The effect of this decision would exempt current contractors and new contracts from most of the desirable features of 93-638. A key feature of 93-638 is the affirmation and reinforcement of Tribal Sovereignty through the requirement for tribal governing body clearance for contract proposals.

The Indian Health Service would seem to be taking a position that would exempt contractors which would ordinarily have to qualify under 93-638 as a "tribal organization" from seeking tribal clearance as a routine measure. The only way a tribe or consortium of tribes could invoke 93-638 in opposing such action would then be to present a competing proposal by Tribal Resolution or to protest a contract award through administrative channels, or to institute legal action enjoining IHS from contracting contrary to the letter and intent of PL 93-638, and contrary to the intent of Buy-Indian Act.
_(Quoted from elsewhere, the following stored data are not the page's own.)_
use serde::{Deserialize, Serialize};

#[derive(Debug, Clone, Deserialize)]
#[serde(rename_all = "camelCase")]
pub struct SearchResponse {
    pub total_results: Option<i64>,
    #[serde(default)]
    pub results: Vec<SearchResult>,
}

/// A combined movie/TV search hit. Movies carry `title`/`releaseDate`,
/// TV carries `name`/`firstAirDate`; both sets stay optional and the
/// accessors below pick the right one per media type.
#[derive(Debug, Clone, Deserialize)]
#[serde(rename_all = "camelCase")]
pub struct SearchResult {
    pub id: Option<i64>,
    pub media_type: Option<String>,
    pub title: Option<String>,
    pub name: Option<String>,
    pub release_date: Option<String>,
    pub first_air_date: Option<String>,
    pub overview: Option<String>,
}

impl SearchResult {
    pub fn display_title(&self) -> &str {
        self.title
            .as_deref()
            .or(self.name.as_deref())
            .unwrap_or("Unknown")
    }

    /// Four-digit year prefix of whichever date field applies.
    pub fn display_year(&self) -> String {
        let date = self
            .release_date
            .as_deref()
            .or(self.first_air_date.as_deref())
            .unwrap_or("");
        date.chars().take(4).collect()
    }
}

#[derive(Debug, Clone, Serialize)]
#[serde(rename_all = "camelCase")]
pub struct CreateRequest {
    pub media_type: String,
    pub media_id: i64,
    #[serde(skip_serializing_if = "Option::is_none")]
    pub seasons: Option<SeasonSelection>,
}

/// Jellyseerr accepts either a season-number list or the string "all".
#[derive(Debug, Clone, Serialize)]
#[serde(untagged)]
pub enum SeasonSelection {
    Numbers(Vec<i32>),
    Keyword(String),
}

impl SeasonSelection {
    pub fn all() -> Self {
        SeasonSelection::Keyword("all".to_string())
    }
}

#[derive(Debug, Clone, Deserialize)]
pub struct MediaRequest {
    pub id: Option<i64>,
    pub status: Option<i64>,
}

impl MediaRequest {
    pub fn status_label(&self) -> &'static str {
        match self.status {
            Some(1) => "Pending",
            Some(2) => "Approved",
            Some(3) => "Declined",
            _ => "Unknown",
        }
    }
}
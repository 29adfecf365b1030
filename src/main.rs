use clap::Parser;

use arrctl::cli::{self, Cli};
use arrctl::shared::utils::logger;

#[tokio::main]
async fn main() -> anyhow::Result<()> {
    // Load environment variables
    dotenvy::dotenv().ok();
    logger::init_logger();

    let args = Cli::parse();
    cli::run(args).await?;
    Ok(())
}
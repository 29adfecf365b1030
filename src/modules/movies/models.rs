use serde::Deserialize;

#[derive(Debug, Clone, Deserialize)]
#[serde(rename_all = "camelCase")]
pub struct Movie {
    pub id: i64,
    pub title: String,
    pub year: Option<i32>,
    pub tmdb_id: Option<i64>,
    pub has_file: Option<bool>,
}

/// One `movie/lookup` result; unreleased films may carry no TMDB id.
#[derive(Debug, Clone, Deserialize)]
#[serde(rename_all = "camelCase")]
pub struct MovieCandidate {
    pub title: String,
    pub year: Option<i32>,
    pub tmdb_id: Option<i64>,
}
pub mod client;
pub mod commands;
pub mod models;

pub use client::TautulliClient;
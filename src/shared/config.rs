use std::env;

use crate::shared::errors::{AppError, AppResult};

/// Connection settings for one remote service, resolved from
/// `<SERVICE>_URL` / `<SERVICE>_API_KEY` environment variables.
///
/// Both values are validated here, before any client is built, so a
/// misconfigured service fails with one clear message instead of a
/// failed request.
#[derive(Debug, Clone)]
pub struct ServiceConfig {
    pub base_url: String,
    pub api_key: String,
}

impl ServiceConfig {
    pub fn new(base_url: &str, api_key: &str) -> AppResult<Self> {
        let base_url = base_url.trim().trim_end_matches('/').to_string();
        let api_key = api_key.trim().to_string();
        if base_url.is_empty() {
            return Err(AppError::Configuration("base URL is empty".to_string()));
        }
        if api_key.is_empty() {
            return Err(AppError::Configuration("API key is empty".to_string()));
        }
        Ok(Self { base_url, api_key })
    }

    /// Read `{service}_URL` and `{service}_API_KEY`, e.g.
    /// `ServiceConfig::from_env("SONARR")`.
    pub fn from_env(service: &str) -> AppResult<Self> {
        let url_var = format!("{}_URL", service);
        let key_var = format!("{}_API_KEY", service);
        let base_url = env::var(&url_var).unwrap_or_default();
        let api_key = env::var(&key_var).unwrap_or_default();
        Self::new(&base_url, &api_key).map_err(|_| {
            AppError::Configuration(format!(
                "set {} and {} environment variables",
                url_var, key_var
            ))
        })
    }
}

#[cfg(test)]
mod tests {
    use super::*;

    #[test]
    fn trims_trailing_slash() {
        let config = ServiceConfig::new("http://sonarr:8989/", "abc123").unwrap();
        assert_eq!(config.base_url, "http://sonarr:8989");
        assert_eq!(config.api_key, "abc123");
    }

    #[test]
    fn rejects_empty_values() {
        assert!(ServiceConfig::new("", "abc123").is_err());
        assert!(ServiceConfig::new("http://sonarr:8989", "   ").is_err());
    }

    #[test]
    fn from_env_names_both_variables() {
        let err = ServiceConfig::from_env("ARRCTL_TEST_MISSING").unwrap_err();
        assert_eq!(
            err.to_string(),
            "set ARRCTL_TEST_MISSING_URL and ARRCTL_TEST_MISSING_API_KEY environment variables"
        );
    }
}
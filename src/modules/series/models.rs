use serde::{Deserialize, Serialize};

/// A series already present in the Sonarr library. Only the fields the
/// commands read are modeled; everything else stays on the server.
#[derive(Debug, Clone, Deserialize)]
#[serde(rename_all = "camelCase")]
pub struct Series {
    pub id: i64,
    pub title: String,
    pub year: Option<i32>,
    pub tvdb_id: Option<i64>,
    pub ended: Option<bool>,
    pub episode_count: Option<i64>,
    pub episode_file_count: Option<i64>,
}

/// One `series/lookup` result. The TVDB id can be absent for catalog
/// entries Sonarr cannot link yet, so it stays optional until the
/// add-flow insists on it.
#[derive(Debug, Clone, Deserialize)]
#[serde(rename_all = "camelCase")]
pub struct SeriesCandidate {
    pub title: String,
    pub year: Option<i32>,
    pub tvdb_id: Option<i64>,
    pub series_type: Option<String>,
}

#[derive(Debug, Clone, Deserialize)]
pub struct QualityProfile {
    pub id: i64,
    pub name: String,
}

#[derive(Debug, Clone, Deserialize)]
pub struct RootFolder {
    pub path: String,
}

#[derive(Debug, Clone, Serialize)]
#[serde(rename_all = "camelCase")]
pub struct AddSeriesPayload {
    pub title: String,
    pub tvdb_id: i64,
    pub quality_profile_id: i64,
    pub root_folder_path: String,
    pub monitored: bool,
    pub season_folder: bool,
    pub series_type: String,
    pub add_options: AddOptions,
}

#[derive(Debug, Clone, Serialize)]
#[serde(rename_all = "camelCase")]
pub struct AddOptions {
    pub search_for_missing_episodes: bool,
}

/// What the server echoes back after a successful add.
#[derive(Debug, Clone, Deserialize)]
pub struct AddedSeries {
    pub id: i64,
    pub title: String,
}
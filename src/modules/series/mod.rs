pub mod add_flow;
pub mod client;
pub mod commands;
pub mod models;

pub use add_flow::{AddOutcome, AddRequest, SeriesCatalog};
pub use client::SonarrClient;
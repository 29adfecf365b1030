pub mod client;
pub mod commands;
pub mod models;

pub use client::TracearrClient;
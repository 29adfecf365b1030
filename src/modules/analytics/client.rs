use crate::shared::config::ServiceConfig;
use crate::shared::errors::AppResult;
use crate::shared::http::{ApiClient, Auth};

use super::models::ApiEnvelope;

/// Tautulli exposes one endpoint; the operation is the `cmd` query
/// parameter and the key rides along as `apikey`.
pub struct TautulliClient {
    api: ApiClient,
}

impl TautulliClient {
    pub fn new(config: ServiceConfig) -> AppResult<Self> {
        Ok(Self {
            api: ApiClient::new(config, "/api/v2", Auth::QueryParam("apikey"))?,
        })
    }

    /// Issue `cmd` with the given parameters and unwrap the response
    /// envelope, returning the raw `data` payload.
    pub async fn call(&self, cmd: &str, params: &[(&str, String)]) -> AppResult<serde_json::Value> {
        let mut query: Vec<(&str, String)> = Vec::with_capacity(params.len() + 1);
        query.push(("cmd", cmd.to_string()));
        query.extend_from_slice(params);
        let envelope: ApiEnvelope = self.api.get_query("", &query).await?;
        envelope.into_data()
    }
}
use log::info;

use crate::shared::errors::{AppError, AppResult};

use super::add_flow::{self, AddOutcome, AddRequest};
use super::client::SonarrClient;

pub async fn list(client: &SonarrClient) -> AppResult<()> {
    let mut series = client.list_series().await?;
    series.sort_by(|a, b| a.title.cmp(&b.title));
    for s in &series {
        let status = if s.ended.unwrap_or(false) {
            "Ended"
        } else {
            "Continuing"
        };
        let year = s
            .year
            .map(|y| y.to_string())
            .unwrap_or_else(|| "?".to_string());
        println!(
            "{} ({}) - {} - {}/{} eps",
            s.title,
            year,
            status,
            s.episode_file_count.unwrap_or(0),
            s.episode_count.unwrap_or(0)
        );
    }
    Ok(())
}

pub async fn search(client: &SonarrClient, term: &str) -> AppResult<()> {
    let results = client.lookup(term).await?;
    for s in results.iter().take(10) {
        let year = s
            .year
            .map(|y| y.to_string())
            .unwrap_or_else(|| "?".to_string());
        let tvdb = s
            .tvdb_id
            .map(|id| id.to_string())
            .unwrap_or_else(|| "N/A".to_string());
        println!("{} ({}) - TVDB: {}", s.title, year, tvdb);
    }
    Ok(())
}

pub async fn get(client: &SonarrClient, id: i64) -> AppResult<()> {
    let detail = client.series_detail(id).await?;
    println!("{}", serde_json::to_string_pretty(&detail)?);
    Ok(())
}

pub async fn add(client: &SonarrClient, request: &AddRequest) -> AppResult<()> {
    info!("adding series '{}'", request.term);
    match add_flow::run(client, request).await? {
        AddOutcome::Added(added) => println!("Added: {}", added.title),
        AddOutcome::AlreadyInLibrary { title } => println!("Already in library: {}", title),
    }
    Ok(())
}

pub async fn delete(client: &SonarrClient, term: &str) -> AppResult<()> {
    let library = client.list_series().await?;
    let series = add_flow::find_by_title(&library, term).ok_or_else(|| AppError::NotInLibrary {
        term: term.to_string(),
    })?;
    client.delete_series(series.id).await?;
    println!("Deleted: {}", series.title);
    Ok(())
}
use serde::de::DeserializeOwned;
use serde::{Deserialize, Deserializer};

use crate::shared::errors::{AppError, AppResult};

/// Tautulli wraps every payload in `{"response": {...}}` and reports
/// failure in-band via `result`, regardless of HTTP status.
#[derive(Debug, Deserialize)]
pub struct ApiEnvelope {
    pub response: ResponseBody,
}

#[derive(Debug, Deserialize)]
pub struct ResponseBody {
    pub result: String,
    pub message: Option<String>,
    pub data: Option<serde_json::Value>,
}

impl ApiEnvelope {
    pub fn into_data(self) -> AppResult<serde_json::Value> {
        if self.response.result != "success" {
            return Err(AppError::Remote(
                self.response
                    .message
                    .unwrap_or_else(|| "Unknown error".to_string()),
            ));
        }
        Ok(self.response.data.unwrap_or(serde_json::Value::Null))
    }
}

/// Decode a `data` payload; an absent payload decodes to the type's
/// default, mirroring the service's habit of omitting empty sets.
pub fn parse_data<T>(value: serde_json::Value) -> AppResult<T>
where
    T: DeserializeOwned + Default,
{
    if value.is_null() {
        return Ok(T::default());
    }
    Ok(serde_json::from_value(value)?)
}

/// Tautulli serializes many numeric fields as either a number or a
/// string ("3600", "45.0", sometimes ""). Normalize all of them to an
/// integer; empty or unparseable strings become `None`.
pub fn flexible_i64<'de, D>(deserializer: D) -> Result<Option<i64>, D::Error>
where
    D: Deserializer<'de>,
{
    #[derive(Deserialize)]
    #[serde(untagged)]
    enum Raw {
        Int(i64),
        Float(f64),
        Str(String),
    }

    Ok(match Option::<Raw>::deserialize(deserializer)? {
        None => None,
        Some(Raw::Int(v)) => Some(v),
        Some(Raw::Float(v)) => Some(v as i64),
        Some(Raw::Str(s)) => {
            let s = s.trim();
            s.parse::<i64>()
                .ok()
                .or_else(|| s.parse::<f64>().ok().map(|f| f as i64))
        }
    })
}

#[derive(Debug, Default, Deserialize)]
pub struct HistoryData {
    #[serde(default)]
    pub data: Vec<HistoryRecord>,
}

#[derive(Debug, Clone, Deserialize)]
pub struct HistoryRecord {
    #[serde(default, deserialize_with = "flexible_i64")]
    pub started: Option<i64>,
    pub user: Option<String>,
    pub full_title: Option<String>,
    pub media_type: Option<String>,
    #[serde(default, deserialize_with = "flexible_i64")]
    pub duration: Option<i64>,
    pub transcode_decision: Option<String>,
}

#[derive(Debug, Clone, Deserialize)]
pub struct TautulliUser {
    pub username: Option<String>,
    pub friendly_name: Option<String>,
    pub email: Option<String>,
    #[serde(default, deserialize_with = "flexible_i64")]
    pub last_seen: Option<i64>,
}

#[derive(Debug, Clone, Deserialize)]
pub struct Library {
    #[serde(default, deserialize_with = "flexible_i64")]
    pub section_id: Option<i64>,
    pub section_name: Option<String>,
    pub section_type: Option<String>,
    #[serde(default, deserialize_with = "flexible_i64")]
    pub count: Option<i64>,
    #[serde(default, deserialize_with = "flexible_i64")]
    pub parent_count: Option<i64>,
    #[serde(default, deserialize_with = "flexible_i64")]
    pub child_count: Option<i64>,
}

#[derive(Debug, Default, Deserialize)]
pub struct Activity {
    #[serde(default, deserialize_with = "flexible_i64")]
    pub stream_count: Option<i64>,
    #[serde(default)]
    pub sessions: Vec<Session>,
}

#[derive(Debug, Clone, Deserialize)]
pub struct Session {
    pub user: Option<String>,
    pub full_title: Option<String>,
    pub state: Option<String>,
    #[serde(default, deserialize_with = "flexible_i64")]
    pub progress_percent: Option<i64>,
    pub quality_profile: Option<String>,
    pub transcode_decision: Option<String>,
    pub platform: Option<String>,
}

#[derive(Debug, Clone, Deserialize)]
pub struct HomeStat {
    pub stat_id: String,
    #[serde(default)]
    pub rows: Vec<StatRow>,
}

/// One row of any home-stat section; the populated fields vary by
/// `stat_id`, so everything is optional.
#[derive(Debug, Clone, Deserialize)]
pub struct StatRow {
    pub title: Option<String>,
    pub user: Option<String>,
    pub platform: Option<String>,
    #[serde(default, deserialize_with = "flexible_i64")]
    pub users_watched: Option<i64>,
    #[serde(default, deserialize_with = "flexible_i64")]
    pub total_plays: Option<i64>,
    #[serde(default, deserialize_with = "flexible_i64")]
    pub total_duration: Option<i64>,
    #[serde(default, deserialize_with = "flexible_i64")]
    pub started: Option<i64>,
    #[serde(default, deserialize_with = "flexible_i64")]
    pub count: Option<i64>,
}

#[cfg(test)]
mod tests {
    use super::*;

    #[test]
    fn error_envelope_surfaces_message() {
        let json = r#"{"response": {"result": "error", "message": "Invalid apikey", "data": null}}"#;
        let envelope: ApiEnvelope = serde_json::from_str(json).unwrap();
        let err = envelope.into_data().unwrap_err();
        assert_eq!(err.to_string(), "API error: Invalid apikey");
    }

    #[test]
    fn success_envelope_unwraps_data() {
        let json = r#"{"response": {"result": "success", "message": null, "data": {"stream_count": "2", "sessions": []}}}"#;
        let envelope: ApiEnvelope = serde_json::from_str(json).unwrap();
        let activity: Activity = parse_data(envelope.into_data().unwrap()).unwrap();
        assert_eq!(activity.stream_count, Some(2));
    }

    #[test]
    fn missing_data_parses_as_default() {
        let data: HistoryData = parse_data(serde_json::Value::Null).unwrap();
        assert!(data.data.is_empty());
    }

    #[test]
    fn history_record_accepts_mixed_numeric_types() {
        let json = r#"{"started": 1700000000, "user": "alice", "full_title": "Severance", "media_type": "episode", "duration": "3600", "transcode_decision": "direct play"}"#;
        let record: HistoryRecord = serde_json::from_str(json).unwrap();
        assert_eq!(record.started, Some(1700000000));
        assert_eq!(record.duration, Some(3600));
    }

    #[test]
    fn flexible_numbers_tolerate_empty_and_float_strings() {
        let json = r#"{"user": "bob", "full_title": "x", "media_type": "movie", "started": "", "duration": "95.5", "transcode_decision": null}"#;
        let record: HistoryRecord = serde_json::from_str(json).unwrap();
        assert_eq!(record.started, None);
        assert_eq!(record.duration, Some(95));
    }
}
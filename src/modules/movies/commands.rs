use crate::shared::errors::AppResult;

use super::client::RadarrClient;

pub async fn list(client: &RadarrClient) -> AppResult<()> {
    let mut movies = client.list_movies().await?;
    movies.sort_by(|a, b| a.title.cmp(&b.title));
    for m in &movies {
        let year = m
            .year
            .map(|y| y.to_string())
            .unwrap_or_else(|| "?".to_string());
        let status = if m.has_file.unwrap_or(false) {
            "Downloaded"
        } else {
            "Missing"
        };
        println!("{} ({}) - {}", m.title, year, status);
    }
    Ok(())
}

pub async fn search(client: &RadarrClient, term: &str) -> AppResult<()> {
    let results = client.lookup(term).await?;
    for m in results.iter().take(10) {
        let year = m
            .year
            .map(|y| y.to_string())
            .unwrap_or_else(|| "?".to_string());
        let tmdb = m
            .tmdb_id
            .map(|id| id.to_string())
            .unwrap_or_else(|| "N/A".to_string());
        println!("{} ({}) - TMDB: {}", m.title, year, tmdb);
    }
    Ok(())
}

pub async fn get(client: &RadarrClient, id: i64) -> AppResult<()> {
    let detail = client.movie_detail(id).await?;
    println!("{}", serde_json::to_string_pretty(&detail)?);
    Ok(())
}
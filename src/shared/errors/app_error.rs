use thiserror::Error;

/// Title + year pair carried by [`AppError::AmbiguousSelection`] so the
/// message can list what the catalog actually returned.
#[derive(Debug, Clone, PartialEq, Eq)]
pub struct CandidateSummary {
    pub title: String,
    pub year: Option<i32>,
}

impl std::fmt::Display for CandidateSummary {
    fn fmt(&self, f: &mut std::fmt::Formatter<'_>) -> std::fmt::Result {
        match self.year {
            Some(year) => write!(f, "{} ({})", self.title, year),
            None => write!(f, "{} (?)", self.title),
        }
    }
}

fn join_candidates(candidates: &[CandidateSummary]) -> String {
    candidates
        .iter()
        .map(|c| c.to_string())
        .collect::<Vec<_>>()
        .join("; ")
}

#[derive(Error, Debug)]
pub enum AppError {
    #[error("{0}")]
    Configuration(String),

    #[error("request failed: {0}")]
    Transport(String),

    #[error("API error {status}: {body}")]
    Api { status: u16, body: String },

    /// The remote accepted the HTTP exchange but reported failure in-band
    /// (Tautulli's `result != "success"` envelope).
    #[error("API error: {0}")]
    Remote(String),

    #[error("no results for '{term}'")]
    NoResults { term: String },

    /// No case-insensitive exact title match; carries at most the first
    /// five candidates in catalog order.
    #[error("no exact title match for '{}'. Top results: {}", .term, join_candidates(.candidates))]
    AmbiguousSelection {
        term: String,
        candidates: Vec<CandidateSummary>,
    },

    #[error("unknown quality profile '{}'. Available: {}", .token, .available.join(", "))]
    UnknownQualityProfile {
        token: String,
        available: Vec<String>,
    },

    #[error("unknown root folder '{}'. Available: {}", .token, .available.join(", "))]
    UnknownRootFolder {
        token: String,
        available: Vec<String>,
    },

    #[error("no root folders configured")]
    NoRootFolderConfigured,

    #[error("missing TVDB ID for '{title}'")]
    MissingExternalId { title: String },

    #[error("not found in library: '{term}'")]
    NotInLibrary { term: String },

    #[error("serialization error: {0}")]
    Serialization(String),
}

impl From<reqwest::Error> for AppError {
    fn from(err: reqwest::Error) -> Self {
        if err.is_timeout() {
            AppError::Transport("request timed out".to_string())
        } else if err.is_connect() {
            AppError::Transport(format!("connection failed: {}", err))
        } else if err.is_decode() {
            AppError::Serialization(err.to_string())
        } else {
            AppError::Transport(err.to_string())
        }
    }
}

impl From<serde_json::Error> for AppError {
    fn from(err: serde_json::Error) -> Self {
        AppError::Serialization(err.to_string())
    }
}

// Result type alias for convenience
pub type AppResult<T> = Result<T, AppError>;

#[cfg(test)]
mod tests {
    use super::*;

    #[test]
    fn ambiguous_selection_lists_candidates() {
        let err = AppError::AmbiguousSelection {
            term: "the office".to_string(),
            candidates: vec![
                CandidateSummary {
                    title: "The Office (US)".to_string(),
                    year: Some(2005),
                },
                CandidateSummary {
                    title: "The Office".to_string(),
                    year: None,
                },
            ],
        };
        assert_eq!(
            err.to_string(),
            "no exact title match for 'the office'. Top results: The Office (US) (2005); The Office (?)"
        );
    }

    #[test]
    fn unknown_quality_profile_lists_names() {
        let err = AppError::UnknownQualityProfile {
            token: "UHD".to_string(),
            available: vec!["Any".to_string(), "HD-1080p".to_string()],
        };
        assert_eq!(
            err.to_string(),
            "unknown quality profile 'UHD'. Available: Any, HD-1080p"
        );
    }
}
IHS is not, however, making public its position regarding its preferencce for continued use of Buy-Indian Act.

It has been argued by some members of IHS staff that PL 93-638 is the primary and preferred contracting authority for IHS in contracting with Indian organizations for health service functions, in which case IHS would act affirmatively to invoke the requirements of 93-638 for tribal clearances.

The key factor in determing whether the IHS position regarding how and when 93-638 is invoked is whether it is the preferred contracting authority and whether the regulations of 93-638 should apply uniformly in precontract dealings with organizations which presumably could qualify as tribal organizations as defined in 93-638.

The answer to the question of whether it is a preferred authority or even a mandatory authority lies in the legislative history of 93-638 and even further back in the history and intent of the Buy-Indian Act of 1910.

The Senate Committee Report states that the major purpose of 93-638 is to provide Tribes a means to implement self-government, i.e., tribal sovereignty. The need for 93-638 was recognized by the committee by declaring that it was designed to provide a direct statutory authority for contracting of Federal programs by Indian Tribes because the BIA and IHS in expanding contracting with tribes had strained the statutory language of Buy-Indian, JOM, Snyder, and the Act of 1834 beyond the original intent of those laws. Since Buy-Indian is listed as being strained presumably IHS was also stretching the intent of Buy-Indian.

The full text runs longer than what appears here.